▸ **Directions**: From the records below, copy the lines that include "RetryStep".

══════════

//! Клиент: отправляет кандидатов хосту и реплеит всё, что хост принял.
//!
//! Собственные кандидаты локально не применяются: состояние меняется
//! только событиями от хоста, в порядке их номеров.

use std::collections::VecDeque;
use std::sync::Arc;

use serde::{Deserialize, Serialize};
use tokio::sync::{mpsc, watch};
use tokio::task::JoinHandle;
use tokio::time::{interval, sleep, MissedTickBehavior};
use tracing::{debug, error, info, warn};

use crate::api::{decode, ControlMessage, WireMessage};
use crate::domain::Game;
use crate::engine::{EventKind, Replica};
use crate::time_ctrl::{LivenessRules, ReconnectBackoff, RetryStep};

use super::errors::SessionError;
use super::hooks::{run_effects, UiHooks};
use super::transport::{Connection, Connector};

/// Настройки клиента.
#[derive(Clone, Debug, Default)]
pub struct ClientConfig {
    pub rules: LivenessRules,
}

impl ClientConfig {
    pub fn new(rules: LivenessRules) -> Self {
        Self { rules }
    }
}

/// Роль клиента в игре.
#[derive(Clone, Copy, Debug, Default, Serialize, Deserialize, PartialEq, Eq)]
pub enum ClientMode {
    /// Может присоединиться и играть.
    #[default]
    Player,
    /// Игра началась без него: только смотрит.
    Spectator,
}

/// Синхронная часть клиента: реплика, роль, имя.
pub struct ClientCore {
    replica: Replica,
    mode: ClientMode,
    identity: Option<String>,
    hooks: Arc<dyn UiHooks>,
}

impl ClientCore {
    pub fn new(hooks: Arc<dyn UiHooks>) -> Self {
        Self {
            replica: Replica::new(),
            mode: ClientMode::Player,
            identity: None,
            hooks,
        }
    }

    pub fn game(&self) -> Option<&Game> {
        self.replica.game()
    }

    pub fn replica(&self) -> &Replica {
        &self.replica
    }

    /// Имя, под которым хост посадил этого клиента.
    pub fn identity(&self) -> Option<&str> {
        self.identity.as_deref()
    }

    pub fn mode(&self) -> ClientMode {
        self.mode
    }

    /// Новое соединение: хост пришлёт лог с начала. Остановленная
    /// реплика пересобирается с нуля, целая просто пропустит повторы.
    pub fn on_connected(&mut self) {
        if self.replica.is_halted() {
            info!("[CLNT] replica halted, full resync");
            self.replica.reset();
        }
    }

    pub fn on_frame(&mut self, frame: &str) {
        match decode(frame) {
            Ok(msg) => self.on_message(msg),
            Err(err) => warn!(error = %err, "[CLNT] undecodable frame dropped"),
        }
    }

    pub fn on_message(&mut self, msg: WireMessage) {
        match msg {
            WireMessage::Event(event) => {
                let leaver = match &event.kind {
                    EventKind::Leave { player, .. } => Some(player.clone()),
                    _ => None,
                };
                match self.replica.replay(&event) {
                    Ok(effects) => {
                        debug!(event_id = event.id, kind = event.kind.name(), "[CLNT] replayed");
                        if leaver.is_some() && leaver.as_deref() == self.identity.as_deref() {
                            info!("[CLNT] our player left the game");
                            self.identity = None;
                        }
                        run_effects(self.hooks.as_ref(), &effects);
                        if let Some(game) = self.replica.game() {
                            self.hooks.render(game);
                        }
                    }
                    Err(err) => {
                        error!(event_id = event.id, error = %err, "[CLNT] replica diverged");
                        self.hooks.show_error(&err);
                    }
                }
            }
            WireMessage::Error(msg) => {
                warn!(error = %msg.error, "[CLNT] host rejected our input");
                self.hooks.show_error(&msg.error);
            }
            WireMessage::Control(ControlMessage::AlreadyStarted) => {
                if self.identity.is_none() {
                    info!("[CLNT] game already started, spectating");
                    self.mode = ClientMode::Spectator;
                    self.hooks.spectate();
                }
            }
            WireMessage::Control(ControlMessage::NameAssigned {
                requested,
                assigned,
            }) => {
                if requested != assigned {
                    info!(requested = %requested, assigned = %assigned, "[CLNT] name taken, renamed");
                }
                self.identity = Some(assigned);
                self.mode = ClientMode::Player;
            }
            other => debug!(kind = other.label(), "[CLNT] unexpected message ignored"),
        }
    }

    pub fn view(&self, connected: bool) -> ClientView {
        ClientView {
            game: self.replica.game().cloned(),
            identity: self.identity.clone(),
            mode: self.mode,
            connected,
        }
    }
}

/// Снимок клиента для UI.
#[derive(Clone, Debug, Default, PartialEq, Eq)]
pub struct ClientView {
    pub game: Option<Game>,
    pub identity: Option<String>,
    pub mode: ClientMode,
    pub connected: bool,
}

enum ClientCommand {
    Submit(EventKind),
    Shutdown,
}

/// Handle запущенного клиента.
#[derive(Clone)]
pub struct ClientHandle {
    commands: mpsc::UnboundedSender<ClientCommand>,
    view: watch::Receiver<ClientView>,
}

impl ClientHandle {
    /// Отправить кандидата. Ответ придёт событием или ошибкой от хоста.
    pub fn submit(&self, kind: EventKind) -> Result<(), SessionError> {
        self.commands
            .send(ClientCommand::Submit(kind))
            .map_err(|_| SessionError::Stopped)
    }

    pub fn join(&self, name: &str) -> Result<(), SessionError> {
        self.submit(EventKind::Join {
            player: name.to_string(),
        })
    }

    pub fn shutdown(&self) {
        let _ = self.commands.send(ClientCommand::Shutdown);
    }

    pub fn view(&self) -> ClientView {
        self.view.borrow().clone()
    }

    pub fn subscribe(&self) -> watch::Receiver<ClientView> {
        self.view.clone()
    }
}

/// Запустить клиента: подключение, heartbeat, переподключение.
pub fn spawn_client(
    config: ClientConfig,
    connector: Arc<dyn Connector>,
    hooks: Arc<dyn UiHooks>,
) -> (ClientHandle, JoinHandle<()>) {
    let core = ClientCore::new(hooks);
    let (commands_tx, commands_rx) = mpsc::unbounded_channel();
    let (view_tx, view_rx) = watch::channel(core.view(false));

    let task = tokio::spawn(run_client(core, connector, config, commands_rx, view_tx));
    let handle = ClientHandle {
        commands: commands_tx,
        view: view_rx,
    };
    (handle, task)
}

enum PumpExit {
    Shutdown,
    Disconnected,
}

struct ClientSession {
    core: ClientCore,
    commands: mpsc::UnboundedReceiver<ClientCommand>,
    /// Кандидаты, поданные без соединения.
    outbox: VecDeque<EventKind>,
    view: watch::Sender<ClientView>,
    rules: LivenessRules,
}

async fn run_client(
    core: ClientCore,
    connector: Arc<dyn Connector>,
    config: ClientConfig,
    commands: mpsc::UnboundedReceiver<ClientCommand>,
    view: watch::Sender<ClientView>,
) {
    let mut session = ClientSession {
        core,
        commands,
        outbox: VecDeque::new(),
        view,
        rules: config.rules,
    };
    let mut backoff = ReconnectBackoff::new(&config.rules);

    loop {
        match connector.connect().await {
            Ok(conn) => {
                backoff.on_success();
                info!("[CLNT] connected");
                session.core.on_connected();
                session.publish(true);
                match session.pump(conn).await {
                    PumpExit::Shutdown => break,
                    PumpExit::Disconnected => {
                        warn!("[CLNT] connection lost");
                        session.publish(false);
                    }
                }
            }
            Err(err) => match backoff.on_failure() {
                RetryStep::Retry { attempt } => {
                    warn!(attempt, error = %err, "[CLNT] connect failed");
                }
                RetryStep::ResetConnector => {
                    warn!(error = %err, "[CLNT] connect keeps failing, resetting connector");
                    connector.reset();
                }
            },
        }

        if !session.wait(backoff.interval()).await {
            break;
        }
    }

    info!("[CLNT] session stopped");
}

impl ClientSession {
    /// Пауза перед следующей попыткой. `false`, если пришла команда остановки.
    async fn wait(&mut self, delay: std::time::Duration) -> bool {
        let pause = sleep(delay);
        tokio::pin!(pause);
        loop {
            tokio::select! {
                _ = &mut pause => return true,
                cmd = self.commands.recv() => match cmd {
                    None | Some(ClientCommand::Shutdown) => return false,
                    Some(ClientCommand::Submit(kind)) => self.outbox.push_back(kind),
                },
            }
        }
    }

    async fn pump(&mut self, conn: Connection) -> PumpExit {
        let Connection { link, mut inbound } = conn;

        while let Some(kind) = self.outbox.pop_front() {
            if let Err(err) = link.send(&WireMessage::Candidate(kind.clone())) {
                warn!(error = %err, "[CLNT] send failed");
                self.outbox.push_front(kind);
                return PumpExit::Disconnected;
            }
        }

        let mut heartbeat = interval(self.rules.heartbeat_interval);
        heartbeat.set_missed_tick_behavior(MissedTickBehavior::Delay);

        loop {
            tokio::select! {
                cmd = self.commands.recv() => match cmd {
                    None | Some(ClientCommand::Shutdown) => {
                        link.close();
                        return PumpExit::Shutdown;
                    }
                    Some(ClientCommand::Submit(kind)) => {
                        debug!(kind = kind.name(), "[CLNT] submitting");
                        if let Err(err) = link.send(&WireMessage::Candidate(kind.clone())) {
                            warn!(error = %err, "[CLNT] send failed");
                            self.outbox.push_back(kind);
                            return PumpExit::Disconnected;
                        }
                    }
                },
                _ = heartbeat.tick() => {
                    if let Err(err) = link.send(&WireMessage::heartbeat()) {
                        warn!(error = %err, "[CLNT] heartbeat send failed");
                        return PumpExit::Disconnected;
                    }
                }
                frame = inbound.recv() => match frame {
                    Some(frame) => {
                        self.core.on_frame(&frame);
                        if self.core.replica().is_halted() {
                            warn!("[CLNT] replica diverged, reconnecting for full resync");
                            link.close();
                            return PumpExit::Disconnected;
                        }
                        self.publish(true);
                    }
                    None => return PumpExit::Disconnected,
                },
            }
        }
    }

    fn publish(&self, connected: bool) {
        let next = self.core.view(connected);
        self.view.send_if_modified(|current| {
            if *current == next {
                return false;
            }
            *current = next;
            true
        });
    }
}
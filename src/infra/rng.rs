use rand::{Rng, RngCore, SeedableRng};
use rand_chacha::ChaCha8Rng;

use crate::domain::Seed;
use crate::engine::RandomSource;

/// Недетерминированный источник: свежие seed'ы для `leave`/`start`,
/// выбор первого игрока на хосте.
#[derive(Clone, Debug, Default)]
pub struct SystemRng;

impl RandomSource for SystemRng {
    fn shuffle<T>(&mut self, slice: &mut [T]) {
        fisher_yates(&mut rand::thread_rng(), slice);
    }

    fn next_seed(&mut self) -> Seed {
        rand::thread_rng().next_u64()
    }

    fn pick_index(&mut self, len: usize) -> Option<usize> {
        (len > 0).then(|| rand::thread_rng().gen_range(0..len))
    }
}

/// Детерминированный RNG для реплея.
///
/// ChaCha8 с фиксированным алгоритмом: одинаковый seed даёт одинаковую
/// последовательность на всех платформах и версиях, в отличие от `StdRng`.
#[derive(Clone, Debug)]
pub struct DeterministicRng {
    inner: ChaCha8Rng,
}

impl DeterministicRng {
    pub fn from_seed(seed: Seed) -> Self {
        Self {
            inner: ChaCha8Rng::seed_from_u64(seed),
        }
    }
}

impl RandomSource for DeterministicRng {
    fn shuffle<T>(&mut self, slice: &mut [T]) {
        fisher_yates(&mut self.inner, slice);
    }

    fn next_seed(&mut self) -> Seed {
        self.inner.next_u64()
    }

    fn pick_index(&mut self, len: usize) -> Option<usize> {
        (len > 0).then(|| self.inner.gen_range(0..len))
    }
}

/// Классический Fisher–Yates: на шаге i меняем с позицией из [i, len).
fn fisher_yates<R: Rng, T>(rng: &mut R, slice: &mut [T]) {
    let len = slice.len();
    if len < 2 {
        return;
    }
    for idx in 0..len - 1 {
        let swap_with = rng.gen_range(idx..len);
        slice.swap(idx, swap_with);
    }
}
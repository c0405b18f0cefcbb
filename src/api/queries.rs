use crate::domain::card::Card;
use crate::domain::Game;

use super::dto::{GameViewDto, PlayerViewDto};

/// Сформировать DTO игры для `viewer`.
/// Свою руку зритель видит целиком, чужие только размером.
pub fn build_game_view(game: &Game, viewer: Option<&str>) -> GameViewDto {
    let players = game
        .players
        .iter()
        .map(|p| PlayerViewDto {
            name: p.name.clone(),
            hand_size: p.hand.len(),
            uno: p.uno,
            is_current: game.current_player.as_deref() == Some(p.name.as_str()),
            hand: (viewer == Some(p.name.as_str())).then(|| p.hand.clone()),
        })
        .collect();

    GameViewDto {
        game_id: game.id.clone(),
        viewer: viewer.map(str::to_string),
        players,
        top_card: game.top_card().copied(),
        deck_size: game.deck.len(),
        pile_size: game.pile.len(),
        direction: game.direction,
        current_player: game.current_player.clone(),
        last_player: game.last_player.clone(),
        winner: game.winner.clone(),
        last_event_id: game.last_event_id,
        error: game.error.as_ref().map(|e| e.to_string()),
    }
}

/// Можно ли `viewer` кликнуть карту `card` из руки `owner`.
///
/// Только своя рука, только в свой ход, только пока игра идёт.
/// Легальность хода проверяет хост.
pub fn can_play(game: &Game, viewer: &str, owner: &str, card: &Card) -> bool {
    if game.is_over() || game.error.is_some() || viewer != owner {
        return false;
    }
    if game.current_player.as_deref() != Some(owner) {
        return false;
    }
    game.player(owner).is_some_and(|p| p.holds(card))
}
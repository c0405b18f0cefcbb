use crate::domain::Game;
use crate::engine::{Effect, GameError, Sound};

/// Куда сессии отдают то, что должен показать UI.
///
/// Все методы необязательны; вызываются из цикла сессии, поэтому
/// реализация не должна блокировать.
pub trait UiHooks: Send + Sync {
    fn render(&self, _game: &Game) {}

    fn play_sound(&self, _sound: Sound) {}

    fn show_error(&self, _error: &GameError) {}

    /// Игра уже идёт: показать режим зрителя.
    fn spectate(&self) {}
}

/// UI отсутствует.
#[derive(Clone, Copy, Debug, Default)]
pub struct NoopHooks;

impl UiHooks for NoopHooks {}

/// Выполнить эффекты успешного перехода.
pub fn run_effects(hooks: &dyn UiHooks, effects: &[Effect]) {
    for effect in effects {
        match effect {
            Effect::PlaySound(sound) => hooks.play_sound(*sound),
        }
    }
}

══════════

▸ **Answer to the problem**:
use crate::time_ctrl::{LivenessRules, ReconnectBackoff, RetryStep};
                RetryStep::Retry { attempt } => {
                RetryStep::ResetConnector => {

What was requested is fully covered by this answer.